JY: How would you say your views on what makes a good problem has changed over the years?
NS: I was at some point of the mindset that you need to be able to get your tools in the hands of people who are working everyday programmers. There's a place for that kind of research but for me, that kind of research was not necessarily compatible with doing the most far out stuff. I've become more comfortable with doing work that's catered towards experts. If you empower a small number of people to do something that could then influence a very large number of people, that's still okay.
For instance, so right now, we're maybe 20, 25 people in Project Everest using F* very heavily, and then some others who are tinkering with it here and there. It's still a very small community of users. But the thing that we're hoping to build as a result of this stuff are protocols that could be used by by anybody browsing the internet. They don't have to know what's inside these components or how the components were produced. The way in which you amplify your impact is at one level of indirection.
JY: Do you see POPL as having a core identity?
NS: POPL has evolved more in recent years to be about proving things. It used to be more about clean language designs and principles about programs in general.

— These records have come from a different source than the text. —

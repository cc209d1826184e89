use rand::Rng;

use crate::{
    math::{Point2, Point3, Ray, Vector3},
    sampler::Sampler,
    scene::EPSILON,
};

/// A Camera object. Represents a viewable area that a scene can be rendered to.
///
/// The basis follows the usual convention: `u` points right, `v` up and `w`
/// backward, away from the look-at point. The view plane sits at the
/// look-at distance, so `fovy` spans the full image height there.
#[derive(Clone, Debug)]
pub struct Camera {
    pub vw: usize,
    pub vh: usize,
    pub position: Point3,
    pub look_at: Point3,
    pub up: Vector3,

    /// Vertical field of view, in degrees.
    pub fovy: f64,

    /// Radius of the thin lens. Zero gives a pinhole.
    pub lens_radius: f64,

    /// Distance to the plane in perfect focus.
    pub focal_distance: f64,

    /// Pixel and lens samples, present when more than one primary ray is
    /// traced per pixel.
    sampler: Option<Sampler>,

    u: Vector3,
    v: Vector3,
    w: Vector3,
    view_distance: f64,
    pixel_size: f64,
}

impl Default for Camera {
    fn default() -> Self {
        Self::new(
            Point3::origin(),
            Point3::new(0., 0., -1.),
            Vector3::up(),
            60.,
            800,
            600,
        )
    }
}

impl Camera {
    pub fn new(position: Point3, look_at: Point3, up: Vector3, fovy: f64, vw: usize, vh: usize) -> Self {
        let mut camera = Self {
            vw,
            vh,
            position,
            look_at,
            up,
            fovy,
            lens_radius: 0.,
            focal_distance: 1.,
            sampler: None,
            u: Vector3::default(),
            v: Vector3::default(),
            w: Vector3::default(),
            view_distance: 0.,
            pixel_size: 0.,
        };
        camera.compute_basis();
        camera
    }

    /// Recompute the orthonormal basis and view plane. Needed after any of
    /// the public placement fields or the resolution change.
    pub fn compute_basis(&mut self) {
        let forward = self.position - self.look_at;
        self.view_distance = forward.magnitude();
        if self.view_distance < EPSILON {
            log::warn!("camera position and look-at point coincide");
        }

        self.w = forward.normalize();
        self.u = self.up.cross(self.w).normalize();
        self.v = self.w.cross(self.u);
        if self.u.magnitude_squared().is_nan() {
            log::warn!("camera up vector is parallel to the view direction");
        }

        let height = 2. * self.view_distance * (self.fovy.to_radians() * 0.5).tan();
        self.pixel_size = height / self.vh.max(1) as f64;
    }

    pub fn set_resolution(&mut self, vw: usize, vh: usize) {
        self.vw = vw;
        self.vh = vh;
        self.compute_basis();
    }

    /// Trace `num_samples` jittered thin-lens rays per pixel instead of a
    /// single pinhole ray.
    pub fn set_samples<R: Rng>(&mut self, num_samples: usize, num_sets: usize, rng: &mut R) {
        self.sampler = (num_samples > 1).then(|| {
            let mut sampler = Sampler::with_rng(num_samples, num_sets, rng);
            sampler.map_to_unit_disk();
            sampler
        });
    }

    /// Primary rays per pixel.
    pub fn samples(&self) -> usize {
        self.sampler.as_ref().map_or(1, Sampler::num_samples)
    }

    pub fn sampler(&self) -> Option<&Sampler> {
        self.sampler.as_ref()
    }

    /// The `(u, v, w)` basis.
    pub fn basis(&self) -> (Vector3, Vector3, Vector3) {
        (self.u, self.v, self.w)
    }

    /// The view-plane coordinates of a point inside pixel `(x, y)`, where the
    /// top-left of the image is (0, 0) and `jitter` is in the unit square.
    fn view_plane(&self, x: usize, y: usize, jitter: Point2) -> (f64, f64) {
        let s = self.pixel_size;
        (
            s * (x as f64 - self.vw as f64 * 0.5 + jitter.x),
            s * (self.vh as f64 * 0.5 - y as f64 - jitter.y),
        )
    }

    /// The pinhole ray through the center of pixel `(x, y)`.
    pub fn primary_ray(&self, x: usize, y: usize) -> Ray {
        let (px, py) = self.view_plane(x, y, Point2::new(0.5, 0.5));
        let dir = self.u * px + self.v * py - self.w * self.view_distance;
        Ray::new(self.position, dir.normalize())
    }

    /// A thin-lens ray through pixel `(x, y)`. `lens` is a unit disk sample
    /// and is scaled by the lens radius.
    pub fn lens_ray(&self, x: usize, y: usize, jitter: Point2, lens: Point2) -> Ray {
        let (px, py) = self.view_plane(x, y, jitter);
        let (lx, ly) = (lens.x * self.lens_radius, lens.y * self.lens_radius);
        let f = self.focal_distance;
        let scale = f / self.view_distance;

        let dir = self.u * (px * scale - lx) + self.v * (py * scale - ly) - self.w * f;
        let origin = self.position + self.u * lx + self.v * ly;
        Ray::new(origin, dir.normalize())
    }
}

#[cfg(test)]
mod tests {
    use super::*;

    fn camera() -> Camera {
        Camera::new(
            Point3::new(0., 0., 5.),
            Point3::origin(),
            Vector3::up(),
            60.,
            9,
            9,
        )
    }

    #[test]
    fn basis_is_orthonormal() {
        let (u, v, w) = camera().basis();
        for (a, b) in [(u, v), (v, w), (w, u)] {
            assert!(a.dot(b).abs() < 1e-12);
        }
        assert!((u - Vector3::new(1., 0., 0.)).magnitude() < 1e-12);
        assert!((v - Vector3::up()).magnitude() < 1e-12);
        assert!((w - Vector3::new(0., 0., 1.)).magnitude() < 1e-12);
    }

    #[test]
    fn center_pixel_looks_at_target() {
        let ray = camera().primary_ray(4, 4);
        assert_eq!(ray.origin, Point3::new(0., 0., 5.));
        assert!((ray.direction - Vector3::new(0., 0., -1.)).magnitude() < 1e-12);
    }

    #[test]
    fn image_top_is_world_up() {
        let c = camera();
        assert!(c.primary_ray(4, 0).direction.y > 0.);
        assert!(c.primary_ray(0, 4).direction.x < 0.);

        // the top edge of the image spans half the field of view
        let half = (c.vh as f64 * 0.5 - 0.5) / (c.vh as f64 * 0.5) * 30f64.to_radians().tan();
        let d = c.primary_ray(4, 0).direction;
        assert!((d.y / -d.z - half).abs() < 1e-9);
    }

    #[test]
    fn lens_rays_converge_on_the_focal_plane() {
        let mut c = camera();
        c.lens_radius = 0.5;
        c.focal_distance = 3.;
        let (_, _, w) = c.basis();

        let focus = |lens: Point2| {
            let ray = c.lens_ray(2, 6, Point2::new(0.25, 0.75), lens);
            let t = c.focal_distance / -ray.direction.dot(w);
            ray.along(t)
        };

        let a = focus(Point2::new(0., 0.));
        let b = focus(Point2::new(0.8, -0.3));
        assert!((a - b).magnitude() < 1e-9);
    }

    #[test]
    fn sample_counts() {
        let mut c = camera();
        assert_eq!(c.samples(), 1);

        c.set_samples(16, 3, &mut rand::thread_rng());
        assert_eq!(c.samples(), 16);

        c.set_samples(1, 3, &mut rand::thread_rng());
        assert!(c.sampler().is_none());
    }

    #[test]
    fn pinhole_lens_matches_primary_ray() {
        let c = camera();
        let lens = c.lens_ray(1, 7, Point2::new(0.5, 0.5), Point2::new(0.3, 0.3));
        let primary = c.primary_ray(1, 7);
        assert!((lens.direction - primary.direction).magnitude() < 1e-12);
        assert_eq!(lens.origin, primary.origin);
    }
}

Ultimately programming is a very applied discipline and programming is changing all the time. But people are programming all kinds of new things all the time. We should expect an applied conference like POPL to reflect the kind of evolving interpretations of what programming actually means. It could do that much better.
I'm a good example of this. I mean, pick this area that you like, that you find fascinating and work in it. Do roughly the same thing for 10 years or whatever, right?
Meanwhile, the thing that I learned about this last weekend was about twitch.tv. Twitch is apparently a top 20 website in the US where you can watch other people playing video games. Apparently half of millennial males in the US spend on average two hours a day on this website. First of all, to spend two hours a day on any website is insane. But I'm also thinking of it from a programming perspective. This website is streaming high def content on their machines to millions of other people doing this in real time with live feeds and chats and streams going in every which direction. And the whole thing is driven around yet another programming experience, which is the actual building of the games. That's some whole kind of other programming. That's apparently super pervasive.
I hope that POPL continues to evolve and that it's this kind of broad tent where there'll be people thinking about how to do streaming websites. I guess people are thinking about this in the POPL community but I've not really seen a paper on programming for streaming rich multimedia content. I'm not sure that's a big topic at POPL. Maybe it should be.
JY: What do you think are the most important or interesting problems that the POPL community can work on in the next few years?
NS: Of all the languages that make it somehow, the ones that are popular are very rarely designed by POPL like people. They're usually designed by people who are working in some domain and have a real itch to scratch and they build something. And it turns out that's a widely felt need and a bunch of people jump on it and start to use it. And then POPL finds out about it after it's caught on. And then we're faced with trying to make sense of it. Now how can we, as a community, inject ourselves earlier into that process?